## Required action
The answer must be an exact reproduction of all the entries.

- Opening Delimiter -

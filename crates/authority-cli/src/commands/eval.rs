//! The `eval` command: decide one access request.

use std::fs;
use std::path::PathBuf;
use std::process::ExitCode;
use std::sync::Arc;

use anyhow::{Context, Result};
use authority_config::AuthorityConfig;
use authority_policy::{
    Decision, EmptySubject, EvaluationContext, JsonSubject, PolicyDocument, ResourceRequest,
    SubjectAttributeResolver, decide, load_policies,
};
use tracing::warn;

use crate::style::{self, SemanticStyle};

use super::token::token_service;

/// Exit code for a request that could not be evaluated.
const EVALUATION_FAILED: u8 = 2;

/// Arguments of `authority eval`.
pub struct EvalOptions {
    pub policies: Vec<PathBuf>,
    pub resource: String,
    pub action: String,
    pub strings: Vec<(String, String)>,
    pub integers: Vec<(String, i64)>,
    pub floats: Vec<(String, f64)>,
    pub booleans: Vec<(String, bool)>,
    pub subject: Option<PathBuf>,
    pub token: Option<String>,
    pub explain: bool,
}

impl EvalOptions {
    fn request(&self) -> ResourceRequest {
        let mut builder = ResourceRequest::builder()
            .resource(&self.resource)
            .action(&self.action);
        for (key, value) in &self.strings {
            builder = builder.string(key, value);
        }
        for (key, value) in &self.integers {
            builder = builder.integer(key, *value);
        }
        for (key, value) in &self.floats {
            builder = builder.float(key, *value);
        }
        for (key, value) in &self.booleans {
            builder = builder.boolean(key, *value);
        }
        builder.build()
    }
}

/// Evaluates the request and prints `ALLOWED` or `DENIED`.
///
/// Exit status is 0 when allowed, 1 when denied and 2 when evaluation failed.
/// Unreadable policy files, unreadable subject files and rejected tokens fail
/// the evaluation rather than the command, so the output is still a denial.
pub fn run(config: &AuthorityConfig, options: EvalOptions) -> ExitCode {
    let policies = load_request_policies(config, &options);
    let subject = load_subject(config, &options);
    let context = match (policies, subject) {
        (Ok(policies), Ok(subject)) => EvaluationContext::new()
            .with_policies(policies)
            .with_shared_subject(subject),
        (Err(e), _) | (Ok(_), Err(e)) => EvaluationContext::new().with_error(format!("{e:#}")),
    };

    let request = options.request();
    match decide(&context, &request) {
        Ok(decision) => {
            print_decision(&decision, options.explain);
            if decision.effect.is_allowed() {
                ExitCode::SUCCESS
            } else {
                ExitCode::FAILURE
            }
        }
        Err(e) => {
            println!("{}", "DENIED".denied());
            style::print_error(&format!("evaluation failed: {e}"));
            ExitCode::from(EVALUATION_FAILED)
        }
    }
}

fn load_request_policies(
    config: &AuthorityConfig,
    options: &EvalOptions,
) -> Result<Vec<PolicyDocument>> {
    let files = if options.policies.is_empty() {
        config.policy_files()?
    } else {
        options.policies.clone()
    };
    if files.is_empty() {
        warn!("No policy files given or configured");
    }
    Ok(load_policies(&files)?)
}

/// Resolves the subject from `--token`, `--subject` or nothing.
fn load_subject(
    config: &AuthorityConfig,
    options: &EvalOptions,
) -> Result<Arc<dyn SubjectAttributeResolver>> {
    let prefix = &config.subject.key_prefix;
    let separator = &config.subject.separator;

    if let Some(token) = &options.token {
        let claims = token_service(config)?
            .verify(token)
            .context("token rejected")?;
        return Ok(Arc::new(claims.to_subject(prefix, separator)));
    }
    if let Some(path) = &options.subject {
        let text = fs::read_to_string(path)
            .with_context(|| format!("failed to read subject file {}", path.display()))?;
        return Ok(Arc::new(
            JsonSubject::from_json(&text)
                .with_key_prefix(prefix)
                .with_separator(separator),
        ));
    }
    Ok(Arc::new(EmptySubject))
}

fn print_decision(decision: &Decision, explain: bool) {
    let label = decision.effect.as_str();
    if decision.effect.is_allowed() {
        println!("{}", label.allowed());
    } else {
        println!("{}", label.denied());
    }

    if !explain {
        return;
    }

    if !decision.matched.is_empty() {
        let rows: Vec<Vec<String>> = decision
            .matched
            .iter()
            .map(|s| {
                vec![
                    s.policy_id.clone(),
                    s.index.to_string(),
                    s.effect.to_string(),
                ]
            })
            .collect();
        style::print_result_table(&["Policy", "Statement", "Effect"], &rows);
    }
    style::print_labeled("Reason", &decision.reason);
}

- Closing Delimiter -

## Task solution
filename crates/authority-cli/src/commands/eval.rs
//! The `eval` command: decide one access request.

use std::fs;
use std::path::PathBuf;
use std::process::ExitCode;
use std::sync::Arc;

use anyhow::{Context, Result};
use authority_config::AuthorityConfig;
use authority_policy::{
    Decision, EmptySubject, EvaluationContext, JsonSubject, PolicyDocument, ResourceRequest,
    SubjectAttributeResolver, decide, load_policies,
};
use tracing::warn;

use crate::style::{self, SemanticStyle};

use super::token::token_service;

/// Exit code for a request that could not be evaluated.
const EVALUATION_FAILED: u8 = 2;

/// Arguments of `authority eval`.
pub struct EvalOptions {
    pub policies: Vec<PathBuf>,
    pub resource: String,
    pub action: String,
    pub strings: Vec<(String, String)>,
    pub integers: Vec<(String, i64)>,
    pub floats: Vec<(String, f64)>,
    pub booleans: Vec<(String, bool)>,
    pub subject: Option<PathBuf>,
    pub token: Option<String>,
    pub explain: bool,
}

impl EvalOptions {
    fn request(&self) -> ResourceRequest {
        let mut builder = ResourceRequest::builder()
            .resource(&self.resource)
            .action(&self.action);
        for (key, value) in &self.strings {
            builder = builder.string(key, value);
        }
        for (key, value) in &self.integers {
            builder = builder.integer(key, *value);
        }
        for (key, value) in &self.floats {
            builder = builder.float(key, *value);
        }
        for (key, value) in &self.booleans {
            builder = builder.boolean(key, *value);
        }
        builder.build()
    }
}

/// Evaluates the request and prints `ALLOWED` or `DENIED`.
///
/// Exit status is 0 when allowed, 1 when denied and 2 when evaluation failed.
/// Unreadable policy files, unreadable subject files and rejected tokens fail
/// the evaluation rather than the command, so the output is still a denial.
pub fn run(config: &AuthorityConfig, options: EvalOptions) -> ExitCode {
    let policies = load_request_policies(config, &options);
    let subject = load_subject(config, &options);
    let context = match (policies, subject) {
        (Ok(policies), Ok(subject)) => EvaluationContext::new()
            .with_policies(policies)
            .with_shared_subject(subject),
        (Err(e), _) | (Ok(_), Err(e)) => EvaluationContext::new().with_error(format!("{e:#}")),
    };

    let request = options.request();
    match decide(&context, &request) {
        Ok(decision) => {
            print_decision(&decision, options.explain);
            if decision.effect.is_allowed() {
                ExitCode::SUCCESS
            } else {
                ExitCode::FAILURE
            }
        }
        Err(e) => {
            println!("{}", "DENIED".denied());
            style::print_error(&format!("evaluation failed: {e}"));
            ExitCode::from(EVALUATION_FAILED)
        }
    }
}

fn load_request_policies(
    config: &AuthorityConfig,
    options: &EvalOptions,
) -> Result<Vec<PolicyDocument>> {
    let files = if options.policies.is_empty() {
        config.policy_files()?
    } else {
        options.policies.clone()
    };
    if files.is_empty() {
        warn!("No policy files given or configured");
    }
    Ok(load_policies(&files)?)
}

/// Resolves the subject from `--token`, `--subject` or nothing.
fn load_subject(
    config: &AuthorityConfig,
    options: &EvalOptions,
) -> Result<Arc<dyn SubjectAttributeResolver>> {
    let prefix = &config.subject.key_prefix;
    let separator = &config.subject.separator;

    if let Some(token) = &options.token {
        let claims = token_service(config)?
            .verify(token)
            .context("token rejected")?;
        return Ok(Arc::new(claims.to_subject(prefix, separator)));
    }
    if let Some(path) = &options.subject {
        let text = fs::read_to_string(path)
            .with_context(|| format!("failed to read subject file {}", path.display()))?;
        return Ok(Arc::new(
            JsonSubject::from_json(&text)
                .with_key_prefix(prefix)
                .with_separator(separator),
        ));
    }
    Ok(Arc::new(EmptySubject))
}

fn print_decision(decision: &Decision, explain: bool) {
    let label = decision.effect.as_str();
    if decision.effect.is_allowed() {
        println!("{}", label.allowed());
    } else {
        println!("{}", label.denied());
    }

    if !explain {
        return;
    }

    if !decision.matched.is_empty() {
        let rows: Vec<Vec<String>> = decision
            .matched
            .iter()
            .map(|s| {
                vec![
                    s.policy_id.clone(),
                    s.index.to_string(),
                    s.effect.to_string(),
                ]
            })
            .collect();
        style::print_result_table(&["Policy", "Statement", "Effect"], &rows);
    }
    style::print_labeled("Reason", &decision.reason);
}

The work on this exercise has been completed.